The series, narrated by Ron Howard, follows the Bluths, a formerly wealthy, dysfunctional family, who made their money from property development. The Bluth family consists of Michael, his adopted sister Lindsay, his older brother Gob, his younger brother Buster, their mother Lucille and father George Sr., as well as Michael's son George Michael, and Lindsay and her husband Tobias' daughter Maeby. Each episode of the season follows a different character, with this episode focusing on Lindsay and her relationships with Marky Bark and Herbert Love.

== Plot ==
Lindsay (Portia de Rossi) stays at Marky Bark's (Chris Diamantopoulos) ostrich farm, which she hates. Lindsay finds out that she missed Lucille's (Jessica Walter) trial, which had resulted in Lucille being "sent away", so she, Marky, and Marky's ostrich, Cindy, move into the penthouse. A year later, Marky starts building a glitter bomb intended for Herbert Love (Terry Crews) and ropes Lindsay into the plan. Meanwhile, Lindsay visits Lucille Austero (Liza Minnelli), who gives her a ginger wig after Lindsay helps Lucille with her political campaign. Lindsay and Mark then have a fight about Marky's plan, and Marky leaves in anger. Lindsay finds a check addressed to Maeby (Alia Shawkat) which she assumes is from Lucille for Maeby to get a facelift. Lindsay visits Lucille to confront her about the check, where Lucille likens Lindsay to herself. Lindsay, wanting to prove she isn't like her mother, decides to join Marky's plan against Herbert Love. Lindsay and Marky arrive in Beverly Hills, where they attend an awards ceremony and political fundraiser. Lindsay, donning her wig, bumps into George Sr. (Jeffrey Tambor) and reluctantly gives him the check. (Note: As seen in "Double Crossers.")
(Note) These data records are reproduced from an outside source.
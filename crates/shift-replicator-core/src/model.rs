//! Domain records consumed by the replication engine.
//!
//! Participants, companies and credential types are owned by the remote
//! staffing API; the core only reads them and creates new records in the
//! target shift. Shape validation happens at the API boundary (client crate),
//! so everything here is an explicit typed record rather than a loose map.

use crate::shift::{ShiftPeriod, ShiftStage};
use crate::{CredentialId, EventId};
use serde::{Deserialize, Serialize};
use sha2::{Digest, Sha256};

// ============================================================================
// Participant
// ============================================================================

/// One person working a shift of an event.
///
/// Read-only to the core: replication never mutates a participant in place,
/// it only creates copies in the target shift.
#[derive(Debug, Clone, PartialEq, Serialize, Deserialize)]
#[serde(rename_all = "camelCase")]
pub struct Participant {
    /// Record id issued by the API
    pub id: String,

    /// Event the participant belongs to
    pub event_id: EventId,

    /// Full name
    pub name: String,

    /// Brazilian taxpayer id
    pub cpf: String,

    /// Identity document number
    #[serde(default)]
    pub rg: String,

    /// Employer company name (may be blank)
    #[serde(default)]
    pub company: String,

    /// Work role description
    #[serde(default)]
    pub role: String,

    /// Assigned credential type, if any
    #[serde(default)]
    pub credential_id: Option<CredentialId>,

    /// Credential type name, as displayed (may be blank)
    #[serde(default)]
    pub credential_name: String,

    /// Stable dedup key assigned upstream, when present
    #[serde(default)]
    pub participant_hash: Option<String>,

    /// Shift tagging, absent for unassigned participants
    #[serde(default)]
    pub shift_id: Option<String>,

    #[serde(default)]
    pub work_date: Option<String>,

    #[serde(default)]
    pub work_stage: Option<ShiftStage>,

    #[serde(default)]
    pub work_period: Option<ShiftPeriod>,
}

impl Participant {
    /// Stable key used to detect "the same person" across shifts.
    ///
    /// Prefers the upstream `participant_hash`; when that is absent or blank
    /// a key is synthesized from CPF and event id so two fetches of the same
    /// person always collide.
    pub fn dedup_key(&self) -> String {
        match &self.participant_hash {
            Some(hash) if !hash.trim().is_empty() => hash.clone(),
            _ => synthesize_dedup_key(&self.cpf, &self.event_id),
        }
    }
}

/// Synthesize the fallback dedup key for a participant without an upstream
/// hash: SHA-256 over `cpf:event_id`, hex encoded.
pub fn synthesize_dedup_key(cpf: &str, event_id: &EventId) -> String {
    let mut hasher = Sha256::new();
    hasher.update(cpf.as_bytes());
    hasher.update(b":");
    hasher.update(event_id.as_str().as_bytes());
    hex::encode(hasher.finalize())
}

// ============================================================================
// Supporting Entities
// ============================================================================

/// Employer company registered within an event.
///
/// Identified by case-sensitive exact name; considered "existing" for a
/// target shift only if present in the collection the caller supplies.
#[derive(Debug, Clone, PartialEq, Eq, Serialize, Deserialize)]
#[serde(rename_all = "camelCase")]
pub struct Company {
    pub id: String,
    pub event_id: EventId,
    pub name: String,
}

/// Credential type registered within an event.
#[derive(Debug, Clone, PartialEq, Eq, Serialize, Deserialize)]
#[serde(rename_all = "camelCase")]
pub struct CredentialType {
    pub id: CredentialId,
    pub event_id: EventId,
    pub name: String,

    /// Display color, `#RRGGBB`
    #[serde(default)]
    pub color: String,

    /// ISO dates this credential is valid for
    #[serde(default)]
    pub days_works: Vec<String>,
}

#[cfg(test)]
#[path = "model_tests.rs"]
mod tests;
Lindsay then runs into Maeby, who assumes Lindsay is supporting Herbert. Lindsay tells Maeby her glitter bomb plan, and Maeby respects Lindsay. Herbert starts flirting with Lindsay, who flirts back as she doesn't recognize him. Lindsay tells Herbert that her name is Cindy Featherbottom and gives him her phone number. She loses track of time and forgets to press the button to release Marky with the glitter bomb, and he is arrested. Maeby tells Lindsay that she has been flirting with Herbert Love and calls her a whore. Lindsay returns to the penthouse, where she finds an eviction notice. Lindsay visits Marky in prison, where he explains he couldn't escape from the glitter bomb because someone had locked him inside where he was hiding. (Note: It is revealed that Gob (Will Arnett) had locked Marky inside, thinking he was actually locking Tony Wonder (Ben Stiller), as seen in the previous episode "Colony Collapse.") Marky asks Lindsay to use the check and bail her out, but she explains that she doesn't have it anymore. Lindsay visits Maeby at a model home. Maeby, assuming Lindsay was flirting with Herbert to get Marky out of jail, arranges for him and Lindsay to meet for dinner at the Balboa Club.
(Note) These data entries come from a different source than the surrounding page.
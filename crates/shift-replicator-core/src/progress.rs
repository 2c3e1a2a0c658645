//! Progress reporting for replication runs.
//!
//! The executor updates one [`ReplicationProgress`] snapshot per remote call
//! and hands it to a caller-supplied [`ProgressObserver`] synchronously,
//! before awaiting the call. Formatting helpers are pure and callable with
//! any snapshot.

use std::time::Duration;

// ============================================================================
// Phases
// ============================================================================

/// The three ordered phases of a replication run.
///
/// Participants depend on companies and credentials existing first, so the
/// numbering doubles as the execution order.
#[derive(Debug, Clone, Copy, PartialEq, Eq, Hash)]
pub enum ReplicationPhase {
    /// Creating missing companies
    Companies,

    /// Creating missing credential types
    Credentials,

    /// Copying participants into the target shift
    Participants,
}

impl ReplicationPhase {
    /// Phase number, 1-based
    pub fn number(&self) -> u8 {
        match self {
            ReplicationPhase::Companies => 1,
            ReplicationPhase::Credentials => 2,
            ReplicationPhase::Participants => 3,
        }
    }

    /// Human-readable label
    pub fn label(&self) -> &'static str {
        match self {
            ReplicationPhase::Companies => "companies",
            ReplicationPhase::Credentials => "credentials",
            ReplicationPhase::Participants => "participants",
        }
    }
}

impl std::fmt::Display for ReplicationPhase {
    fn fmt(&self, f: &mut std::fmt::Formatter<'_>) -> std::fmt::Result {
        write!(f, "{}", self.label())
    }
}

// ============================================================================
// Progress Snapshot
// ============================================================================

/// Point-in-time view of a replication run.
///
/// Initialized from the analysis operation count, updated once per remote
/// call, discarded when the run completes.
#[derive(Debug, Clone, PartialEq)]
pub struct ReplicationProgress {
    /// Total operations the run will attempt
    pub total: usize,

    /// 1-based index of the operation about to run
    pub current: usize,

    /// Operations already attempted (success or failure)
    pub processed: usize,

    /// Name of the participant being copied, when in phase 3
    pub current_participant: Option<String>,

    /// ETA derived from the observed average per-operation time
    pub estimated_time_remaining: Option<Duration>,

    /// Wall time since the run started
    pub elapsed: Duration,

    /// 1-based participant batch counter (phase 3 only)
    pub current_batch: usize,

    /// Total participant batches
    pub total_batches: usize,

    /// Observed operations per minute
    pub operations_per_minute: f64,
}

impl ReplicationProgress {
    /// Fresh snapshot for a run of `total` operations split into
    /// `total_batches` participant batches.
    pub fn new(total: usize, total_batches: usize) -> Self {
        Self {
            total,
            current: 0,
            processed: 0,
            current_participant: None,
            estimated_time_remaining: None,
            elapsed: Duration::ZERO,
            current_batch: 0,
            total_batches,
            operations_per_minute: 0.0,
        }
    }

    /// Advance to the next operation and refresh the derived figures.
    pub(crate) fn advance(&mut self, elapsed: Duration) {
        self.current += 1;
        self.elapsed = elapsed;

        if self.processed > 0 && !elapsed.is_zero() {
            let avg = elapsed / self.processed as u32;
            let remaining = self.total.saturating_sub(self.processed);
            self.estimated_time_remaining = Some(avg * remaining as u32);
            self.operations_per_minute = self.processed as f64 * 60.0 / elapsed.as_secs_f64();
        }
    }

    /// Completion ratio in `[0, 1]`
    pub fn completion(&self) -> f64 {
        if self.total == 0 {
            return 0.0;
        }
        self.processed as f64 / self.total as f64
    }
}

// ============================================================================
// Observer
// ============================================================================

/// Caller-supplied sink for progress snapshots.
///
/// Invoked synchronously before each remote call; implementations must not
/// block.
pub trait ProgressObserver: Send + Sync {
    fn on_progress(&self, progress: &ReplicationProgress, phase: ReplicationPhase);
}

/// Observer that discards everything.
#[derive(Debug, Default, Clone, Copy)]
pub struct NullObserver;

impl ProgressObserver for NullObserver {
    fn on_progress(&self, _progress: &ReplicationProgress, _phase: ReplicationPhase) {}
}

// ============================================================================
// Formatting
// ============================================================================

/// Render a duration for humans: seconds under a minute, minutes and seconds
/// under an hour, hours and minutes beyond that.
pub fn format_duration(duration: Duration) -> String {
    let total_seconds = duration.as_secs();

    if total_seconds < 60 {
        format!("{}s", total_seconds)
    } else if total_seconds < 3600 {
        format!("{}m {:02}s", total_seconds / 60, total_seconds % 60)
    } else {
        let hours = total_seconds / 3600;
        let minutes = (total_seconds % 3600) / 60;
        format!("{}h {:02}m", hours, minutes)
    }
}

#[cfg(test)]
#[path = "progress_tests.rs"]
mod tests;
Lindsay runs into Michael (Jason Bateman) at the Balboa Club. Michael asks Lindsay to get Herbert against the proposed border between America and Mexico. In a flashback, it is revealed that Michael had made a deal with George Sr. (Note: As seen in "Double Crossers.") in which Michael agreed to get Herbert Love against the border in exchange for George Sr. giving Michael his membership to the Balboa Club. Lindsay agrees to help Michael on the condition that Michael get Marky out of jail. Michael asks Lindsay for her film rights in return, and the two agree on their terms. Due to the club being members only, Michael cannot enter. Wanting to save face, Michael calls George Michael (Michael Cera), who he was planning on meeting, and tells him he is stuck in traffic. George Michael then calls back, saying he too is stuck in traffic. After Lindsay and Herbert have sex, he hires her to work for his campaign. Lindsay and Herbert go out to dinner, where Lindsay sees Michael and Rebel Alley (Isla Fisher), and the four have dinner together. Michael gets a call from George Michael, who asks if he wants to have dinner with him, but Michael declines. Lindsay runs into Marky, who explains he is planning to make a real bomb to target Herbert on Cinco de Cuatro. At Cinco de Cuatro, Herbert breaks up with Lindsay. Lindsay then runs into Lucille and throws her wig away. (Note: In the episode "Double Crossers," George Sr. picks up the wig and wears it.) Lindsay tells Lucille Austero that she is ready to become her campaign manager, but the role has already been filled by Sally Sitwell (Christine Taylor). Sally tells Lindsay that they have photos of her and Herbert having sex, and Lindsay accidentally incites a riot by revealing Herbert's plans to build the wall. After having her necklace stolen, Lindsay changes her mind and endorses the wall.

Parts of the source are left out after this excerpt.